The statements regarding future financial and operating performance and results, strategic pursuits and goals, market prices, future hedging activities, and other statements that are not historical facts contained in this prospectus are forward-looking statements. The words "expect," "project," "estimate," "believe," "anticipate," "intend," "budget," "plan," "forecast," "predict," "may," "should," "could," "will" and similar expressions are also intended to identify forward-looking statements. Such statements involve risks and uncertainties, including, but not limited to, market factors, market prices (including geographic basis differentials) of natural gas and crude oil, results of future drilling and marketing activity, future production and costs, legislative and regulatory initiatives, electronic, cyber or physical security breaches and other factors detailed herein and in our other SEC filings. Please read "Risk factors" for additional information about these risks and uncertainties.

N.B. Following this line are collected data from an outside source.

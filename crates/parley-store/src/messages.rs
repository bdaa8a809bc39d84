use chrono::{DateTime, Utc};
use parley_shared::types::{Attachment, ConversationId, MessageId, UserId};
use rusqlite::{params, OptionalExtension};

use crate::database::Database;
use crate::error::{Result, StoreError};
use crate::models::{Message, NewMessage};
use crate::sql::{parse_enum, parse_opt_ts, parse_ts, parse_user_set, ts};

/// Column list understood by [`row_to_message`]. The trailing column is the
/// deleted-by set.
pub(crate) const MESSAGE_SELECT: &str = "
    SELECT m.id, m.conversation_id, m.sender_id, m.content,
           m.attachment_path, m.attachment_kind, m.attachment_mime,
           m.seen, m.unsent, m.unsent_at, m.created_at,
           (SELECT GROUP_CONCAT(d.user_id) FROM message_deletions d WHERE d.message_id = m.id)
    FROM messages m";

impl Database {
    pub fn insert_message(&self, new: &NewMessage) -> Result<Message> {
        let (path, kind, mime) = match &new.attachment {
            Some(a) => (Some(a.path.as_str()), Some(a.kind.as_str()), Some(a.mime_type.as_str())),
            None => (None, None, None),
        };

        self.conn().execute(
            "INSERT INTO messages
                 (conversation_id, sender_id, content,
                  attachment_path, attachment_kind, attachment_mime, created_at)
             VALUES (?1, ?2, ?3, ?4, ?5, ?6, ?7)",
            params![
                new.conversation_id.0,
                new.sender_id.0,
                new.content,
                path,
                kind,
                mime,
                ts(&new.created_at),
            ],
        )?;

        self.get_message(MessageId(self.conn().last_insert_rowid()))
    }

    pub fn get_message(&self, id: MessageId) -> Result<Message> {
        self.find_message(id)?.ok_or(StoreError::NotFound)
    }

    pub fn find_message(&self, id: MessageId) -> Result<Option<Message>> {
        let message = self
            .conn()
            .query_row(
                &format!("{MESSAGE_SELECT} WHERE m.id = ?1"),
                params![id.0],
                row_to_message,
            )
            .optional()?;
        Ok(message)
    }

    /// Every message of a conversation, oldest first, regardless of viewer.
    pub fn messages_in_conversation(&self, conversation: ConversationId) -> Result<Vec<Message>> {
        let mut stmt = self.conn().prepare(&format!(
            "{MESSAGE_SELECT} WHERE m.conversation_id = ?1 ORDER BY m.created_at ASC, m.id ASC"
        ))?;

        let rows = stmt.query_map(params![conversation.0], row_to_message)?;

        let mut messages = Vec::new();
        for row in rows {
            messages.push(row?);
        }
        Ok(messages)
    }

    /// The newest message of a conversation, ignoring per-user deletions.
    pub fn latest_message(&self, conversation: ConversationId) -> Result<Option<Message>> {
        let message = self
            .conn()
            .query_row(
                &format!(
                    "{MESSAGE_SELECT} WHERE m.conversation_id = ?1
                     ORDER BY m.created_at DESC, m.id DESC LIMIT 1"
                ),
                params![conversation.0],
                row_to_message,
            )
            .optional()?;
        Ok(message)
    }

    /// Flip `seen` to true. Returns `false` if it already was.
    pub fn mark_message_seen(&self, id: MessageId) -> Result<bool> {
        let affected = self.conn().execute(
            "UPDATE messages SET seen = 1 WHERE id = ?1 AND seen = 0",
            params![id.0],
        )?;
        Ok(affected > 0)
    }

    /// Add `user` to the message's deleted-by set. Returns `false` if the
    /// user had already hidden it.
    pub fn hide_message_for(&self, id: MessageId, user: UserId, at: DateTime<Utc>) -> Result<bool> {
        let affected = self.conn().execute(
            "INSERT OR IGNORE INTO message_deletions (message_id, user_id, deleted_at)
             VALUES (?1, ?2, ?3)",
            params![id.0, user.0, ts(&at)],
        )?;
        Ok(affected > 0)
    }

    /// Physically remove a message row (and its deletion markers).
    pub fn purge_message(&self, id: MessageId) -> Result<bool> {
        let affected = self
            .conn()
            .execute("DELETE FROM messages WHERE id = ?1", params![id.0])?;
        Ok(affected > 0)
    }

    /// Retract a message for everyone: content and attachment columns are
    /// cleared in the same statement that sets `unsent`. Returns `false` if
    /// the message was already unsent.
    pub fn unsend_message(&self, id: MessageId, at: DateTime<Utc>) -> Result<bool> {
        let affected = self.conn().execute(
            "UPDATE messages
             SET unsent = 1, unsent_at = ?1, content = NULL,
                 attachment_path = NULL, attachment_kind = NULL, attachment_mime = NULL
             WHERE id = ?2 AND unsent = 0",
            params![ts(&at), id.0],
        )?;
        Ok(affected > 0)
    }

    /// Messages from the other participant that `viewer` has not read and
    /// still sees.
    pub fn unread_message_count(&self, conversation: ConversationId, viewer: UserId) -> Result<u64> {
        let count: i64 = self.conn().query_row(
            "SELECT COUNT(*) FROM messages m
             WHERE m.conversation_id = ?1
               AND m.sender_id != ?2
               AND m.seen = 0
               AND m.unsent = 0
               AND NOT EXISTS (SELECT 1 FROM message_deletions d
                               WHERE d.message_id = m.id AND d.user_id = ?2)",
            params![conversation.0, viewer.0],
            |row| row.get(0),
        )?;
        Ok(count.max(0) as u64)
    }
}

pub(crate) fn row_to_message(row: &rusqlite::Row<'_>) -> rusqlite::Result<Message> {
    let id: i64 = row.get(0)?;
    let conversation_id: i64 = row.get(1)?;
    let sender_id: i64 = row.get(2)?;
    let content: Option<String> = row.get(3)?;
    let attachment_path: Option<String> = row.get(4)?;
    let attachment_kind: Option<String> = row.get(5)?;
    let attachment_mime: Option<String> = row.get(6)?;
    let seen: bool = row.get(7)?;
    let unsent: bool = row.get(8)?;
    let unsent_at = parse_opt_ts(9, row.get(9)?)?;
    let created_at: String = row.get(10)?;
    let deleted_by = parse_user_set(11, row.get(11)?)?;

    let attachment = match (attachment_path, attachment_kind) {
        (Some(path), Some(kind)) => Some(Attachment {
            path,
            kind: parse_enum(5, &kind)?,
            mime_type: attachment_mime.unwrap_or_default(),
        }),
        _ => None,
    };

    Ok(Message {
        id: MessageId(id),
        conversation_id: ConversationId(conversation_id),
        sender_id: UserId(sender_id),
        content,
        attachment,
        seen,
        deleted_by,
        unsent,
        unsent_at,
        created_at: parse_ts(10, &created_at)?,
    })
}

Should one or more of these risks or uncertainties materialize, or should underlying assumptions prove incorrect, actual outcomes may vary materially from those indicated.

Legal matters

The validity of the shares of common stock to be sold in this offering will be passed upon for us by Baker Botts L.L.P., Houston, Texas, and for the underwriters by Vinson & Elkins LLP, Houston, Texas.

Experts

The financial statements and management's assessment of the effectiveness of internal control over financial reporting (which is included in Management's Report on Internal Control over Financial Reporting) incorporated in the accompanying prospectus by reference to our Annual Report on Form 10-K for the year ended December 31, 2015 have been so incorporated in reliance on the report of PricewaterhouseCoopers LLP, an independent registered public accounting firm, given on the authority of said firm as experts in auditing and accounting.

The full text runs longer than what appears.